Our Atlanta Hawks are entering Must Win territory for the final time this season, with this You Betta Win game versus Golden State’s not exactly Road Warriors (7:30 PM Eastern, Bally Sports Southeast and 92.9 FM in ATL, NBC Sports Bay Area in SFO, NBATV elsewhere).

In advance, you’ve likely heard plenty about how a victory today by the good guys, in front of their raucous Friday night home crowd at State Farm Arena, would translate into ten consecutive road defeats for the Dubs (36-34, 7-29 away), who sit two games ahead of Play-In candidates the Lakers and (checks notes) the Thunder out West, and just one game in front of 7-seed Dallas.

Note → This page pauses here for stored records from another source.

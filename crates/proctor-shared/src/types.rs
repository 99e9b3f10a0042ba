use std::fmt;
use std::str::FromStr;

use serde::{Deserialize, Serialize};

use crate::error::ParseEnumError;

// Closed enums are stored and transmitted as their SCREAMING_SNAKE_CASE
// names. Anything else is rejected at the boundary.

#[derive(Debug, Clone, Copy, PartialEq, Eq, Hash, Serialize, Deserialize)]
#[serde(rename_all = "SCREAMING_SNAKE_CASE")]
pub enum Role {
    Student,
    Admin,
}

impl Role {
    pub fn as_str(&self) -> &'static str {
        match self {
            Self::Student => "STUDENT",
            Self::Admin => "ADMIN",
        }
    }

    pub fn is_admin(&self) -> bool {
        matches!(self, Self::Admin)
    }
}

impl Default for Role {
    fn default() -> Self {
        Self::Student
    }
}

impl FromStr for Role {
    type Err = ParseEnumError;

    fn from_str(s: &str) -> Result<Self, Self::Err> {
        match s {
            "STUDENT" => Ok(Self::Student),
            "ADMIN" => Ok(Self::Admin),
            other => Err(ParseEnumError::new("role", other)),
        }
    }
}

#[derive(Debug, Clone, Copy, PartialEq, Eq, Hash, Serialize, Deserialize)]
#[serde(rename_all = "SCREAMING_SNAKE_CASE")]
pub enum ExamStatus {
    Scheduled,
    Cancelled,
    Completed,
    Rescheduled,
}

impl ExamStatus {
    pub fn as_str(&self) -> &'static str {
        match self {
            Self::Scheduled => "SCHEDULED",
            Self::Cancelled => "CANCELLED",
            Self::Completed => "COMPLETED",
            Self::Rescheduled => "RESCHEDULED",
        }
    }
}

impl Default for ExamStatus {
    fn default() -> Self {
        Self::Scheduled
    }
}

impl FromStr for ExamStatus {
    type Err = ParseEnumError;

    fn from_str(s: &str) -> Result<Self, Self::Err> {
        match s {
            "SCHEDULED" => Ok(Self::Scheduled),
            "CANCELLED" => Ok(Self::Cancelled),
            "COMPLETED" => Ok(Self::Completed),
            "RESCHEDULED" => Ok(Self::Rescheduled),
            other => Err(ParseEnumError::new("exam status", other)),
        }
    }
}

/// Kind of study material attached to a course.
#[derive(Debug, Clone, Copy, PartialEq, Eq, Hash, Serialize, Deserialize)]
#[serde(rename_all = "SCREAMING_SNAKE_CASE")]
pub enum ResourceType {
    Video,
    Article,
    PracticeQuiz,
    Flashcards,
    Textbook,
    Notes,
    Other,
}

impl ResourceType {
    pub const ALL: [ResourceType; 7] = [
        Self::Video,
        Self::Article,
        Self::PracticeQuiz,
        Self::Flashcards,
        Self::Textbook,
        Self::Notes,
        Self::Other,
    ];

    pub fn as_str(&self) -> &'static str {
        match self {
            Self::Video => "VIDEO",
            Self::Article => "ARTICLE",
            Self::PracticeQuiz => "PRACTICE_QUIZ",
            Self::Flashcards => "FLASHCARDS",
            Self::Textbook => "TEXTBOOK",
            Self::Notes => "NOTES",
            Self::Other => "OTHER",
        }
    }
}

/// Used when a user has not stated a learning preference.
impl Default for ResourceType {
    fn default() -> Self {
        Self::Video
    }
}

impl FromStr for ResourceType {
    type Err = ParseEnumError;

    fn from_str(s: &str) -> Result<Self, Self::Err> {
        Self::ALL
            .into_iter()
            .find(|t| t.as_str() == s)
            .ok_or_else(|| ParseEnumError::new("resource type", s))
    }
}

macro_rules! display_as_str {
    ($($ty:ty),*) => {
        $(
            impl fmt::Display for $ty {
                fn fmt(&self, f: &mut fmt::Formatter<'_>) -> fmt::Result {
                    f.write_str(self.as_str())
                }
            }
        )*
    };
}

display_as_str!(Role, ExamStatus, ResourceType);

#[cfg(test)]
mod tests {
    use super::*;

    #[test]
    fn test_resource_type_round_trips_through_str() {
        for t in ResourceType::ALL {
            assert_eq!(t.as_str().parse::<ResourceType>().unwrap(), t);
        }
    }

    #[test]
    fn test_unknown_values_rejected() {
        let err = "PODCAST".parse::<ResourceType>().unwrap_err();
        assert_eq!(err.to_string(), "Invalid resource type: PODCAST");
        assert!("student".parse::<Role>().is_err());
        assert!("POSTPONED".parse::<ExamStatus>().is_err());
    }

    #[test]
    fn test_serde_uses_screaming_snake_case() {
        let json = serde_json::to_string(&ResourceType::PracticeQuiz).unwrap();
        assert_eq!(json, "\"PRACTICE_QUIZ\"");
        let status: ExamStatus = serde_json::from_str("\"RESCHEDULED\"").unwrap();
        assert_eq!(status, ExamStatus::Rescheduled);
    }

    #[test]
    fn test_defaults() {
        assert_eq!(Role::default(), Role::Student);
        assert_eq!(ExamStatus::default(), ExamStatus::Scheduled);
        assert_eq!(ResourceType::default(), ResourceType::Video);
        assert!(Role::Admin.is_admin());
    }
}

For those keeping score at home, the Warrior franchise record for road slides came not long after the club arrived in San Fran from Philly -- 20 games, from December 1964 through around this time in March 1965. I shall go out on a limb by suggesting that particular record stands. Still, what happened back then?

Before that season, the NBA widened the lanes to thwart Wilt The Stilt’s interior dominance, and the defending Western Conference champs regressed swiftly. Their owner was already hemorrhaging money, and Wilt’s midseason trade back home greased the skids.

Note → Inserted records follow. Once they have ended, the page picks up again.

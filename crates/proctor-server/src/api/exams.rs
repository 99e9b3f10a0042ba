use axum::extract::{Path, State};
use axum::http::header;
use axum::response::{IntoResponse, Response};
use chrono::{DateTime, Utc};
use proctor_shared::reschedule::{parse_day, DropTarget};
use proctor_shared::ExamStatus;
use proctor_store::Exam;
use serde::{Deserialize, Serialize};
use uuid::Uuid;

use super::{authorize_user, created, parse_id, success, success_message, success_with_message, ApiJson, ApiResult, AppState};
use crate::auth::{AdminContext, AuthContext};
use crate::error::ApiError;
use crate::services::schedule::{self, ExamView, ScheduleView};
use crate::services::scheduling::{self, ConflictWarning, ExamDraft, SaveOutcome};

#[derive(Debug, Default, Deserialize)]
#[serde(rename_all = "camelCase")]
pub struct ExamRequest {
    course_id: Option<Uuid>,
    room_id: Option<Uuid>,
    start_time: Option<DateTime<Utc>>,
    end_time: Option<DateTime<Utc>>,
    status: Option<String>,
    #[serde(default)]
    confirm_conflicts: bool,
    /// Only read by the conflict preview: the exam being edited.
    exam_id: Option<Uuid>,
}

impl ExamRequest {
    fn draft(&self) -> Result<ExamDraft, ApiError> {
        let status = self
            .status
            .as_deref()
            .map(str::parse::<ExamStatus>)
            .transpose()?;
        Ok(ExamDraft {
            course_id: self.course_id,
            room_id: self.room_id,
            start_time: self.start_time,
            end_time: self.end_time,
            status,
        })
    }
}

#[derive(Debug, Serialize)]
#[serde(rename_all = "camelCase")]
struct ConfirmationBody {
    confirmation_required: bool,
    conflicts: Vec<Exam>,
}

fn confirmation_response(warning: ConflictWarning) -> Response {
    success_with_message(
        ConfirmationBody {
            confirmation_required: true,
            conflicts: warning.conflicts,
        },
        warning.message,
    )
    .into_response()
}

#[derive(Debug, Deserialize)]
#[serde(rename_all = "camelCase")]
pub struct RescheduleRequest {
    destination_day: Option<String>,
    slot_index: Option<u32>,
    source_index: Option<u32>,
}

// ---------------------------------------------------------------------------
// Reads
// ---------------------------------------------------------------------------

pub async fn list(State(state): State<AppState>, _auth: AuthContext) -> ApiResult<Vec<ExamView>> {
    let db = state.db.lock().await;
    Ok(success(schedule::list_exams(&*db)?))
}

pub async fn get(State(state): State<AppState>, _auth: AuthContext, Path(id): Path<String>) -> ApiResult<ExamView> {
    let id = parse_id(&id, "Exam")?;
    let db = state.db.lock().await;
    Ok(success(schedule::exam_view(&*db, id)?))
}

pub async fn list_for_course(
    State(state): State<AppState>,
    _auth: AuthContext,
    Path(course_id): Path<String>,
) -> ApiResult<Vec<ExamView>> {
    let course_id = parse_id(&course_id, "Course")?;
    let db = state.db.lock().await;
    Ok(success(schedule::exams_for_course(&*db, course_id)?))
}

pub async fn list_for_user(
    State(state): State<AppState>,
    auth: AuthContext,
    Path(user_id): Path<String>,
) -> ApiResult<Vec<ExamView>> {
    let db = state.db.lock().await;
    let user = authorize_user(&*db, &auth, &user_id)?;
    Ok(success(schedule::exams_for_user(&*db, &user.id.to_string())?))
}

pub async fn schedule(
    State(state): State<AppState>,
    auth: AuthContext,
    Path(user_id): Path<String>,
) -> ApiResult<ScheduleView> {
    let db = state.db.lock().await;
    let user = authorize_user(&*db, &auth, &user_id)?;
    let view = schedule::schedule_for_user(&*db, &user.id.to_string(), Utc::now(), state.config.schedule_offset)?;
    Ok(success(view))
}

pub async fn calendar(
    State(state): State<AppState>,
    auth: AuthContext,
    Path(user_id): Path<String>,
) -> Result<Response, ApiError> {
    let db = state.db.lock().await;
    let user = authorize_user(&*db, &auth, &user_id)?;
    let document = schedule::calendar_for_user(&*db, &user.id.to_string(), Utc::now())?;

    Ok((
        [
            (header::CONTENT_TYPE, "text/calendar; charset=utf-8"),
            (header::CONTENT_DISPOSITION, "attachment; filename=\"exams.ics\""),
        ],
        document,
    )
        .into_response())
}

// ---------------------------------------------------------------------------
// Admin writes
// ---------------------------------------------------------------------------

pub async fn preview_conflicts(
    State(state): State<AppState>,
    _admin: AdminContext,
    ApiJson(body): ApiJson<ExamRequest>,
) -> ApiResult<Vec<Exam>> {
    let draft = body.draft()?;
    let db = state.db.lock().await;
    Ok(success(scheduling::preview_conflicts(&*db, &draft, body.exam_id)?))
}

pub async fn create(
    State(state): State<AppState>,
    _admin: AdminContext,
    ApiJson(body): ApiJson<ExamRequest>,
) -> Result<Response, ApiError> {
    let draft = body.draft()?;
    let db = state.db.lock().await;

    match scheduling::create_exam(&*db, &draft, body.confirm_conflicts, state.exam_refresh())? {
        SaveOutcome::Saved(exam) => Ok(created(schedule::exam_view(&*db, exam.id)?).into_response()),
        SaveOutcome::ConfirmationRequired(warning) => Ok(confirmation_response(warning)),
    }
}

pub async fn update(
    State(state): State<AppState>,
    _admin: AdminContext,
    Path(id): Path<String>,
    ApiJson(body): ApiJson<ExamRequest>,
) -> Result<Response, ApiError> {
    let id = parse_id(&id, "Exam")?;
    let draft = body.draft()?;
    let db = state.db.lock().await;

    match scheduling::update_exam(&*db, id, &draft, body.confirm_conflicts, state.exam_refresh())? {
        SaveOutcome::Saved(exam) => Ok(success(schedule::exam_view(&*db, exam.id)?).into_response()),
        SaveOutcome::ConfirmationRequired(warning) => Ok(confirmation_response(warning)),
    }
}

pub async fn remove(
    State(state): State<AppState>,
    _admin: AdminContext,
    Path(id): Path<String>,
) -> ApiResult<()> {
    let id = parse_id(&id, "Exam")?;
    let db = state.db.lock().await;
    scheduling::delete_exam(&*db, id, state.exam_refresh())?;
    Ok(success_message("Exam deleted successfully"))
}

pub async fn reschedule(
    State(state): State<AppState>,
    _admin: AdminContext,
    Path(id): Path<String>,
    ApiJson(body): ApiJson<RescheduleRequest>,
) -> ApiResult<ExamView> {
    let id = parse_id(&id, "Exam")?;

    let day = body
        .destination_day
        .as_deref()
        .ok_or_else(|| ApiError::validation("Destination day is required"))?;
    let target = DropTarget {
        day: parse_day(day)?,
        slot_index: body
            .slot_index
            .ok_or_else(|| ApiError::validation("Slot index is required"))?,
        source_index: body.source_index,
    };

    let db = state.db.lock().await;
    let exam = scheduling::reschedule_exam(&*db, id, target, state.config.schedule_offset, state.exam_refresh())?;
    Ok(success(schedule::exam_view(&*db, exam.id)?))
}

Those Warriors tanked, grabbed a superstar from the Davidson Wildcats named Fred Hetzel with the first pick of the ’65 Draft, then a fella from hoops hotbed U. of Miami named Rick Barry with the next non-territorial pick, and all would be well in the Bay Area again soon.

In any event, this current string is a stunning turn of events for a team, with its golden pedigree, that is/was The Greatest Road Show on Sports Earth.

Yet here is a note of warning, Atlanta. All of those Ls G-State suffered were versus Western Conference clubs. Further, unlike 1965, today’s Warriors owner is making bank (not talking Silicon Valley-style, either), and tanking for the Lottery is not an option for coach Steve Kerr’s defending NBA titleholders. So long as their current Davidson draftee is postseason-healthy, the Dubs need dubs, for dubs’ sake, anywhere they can find them.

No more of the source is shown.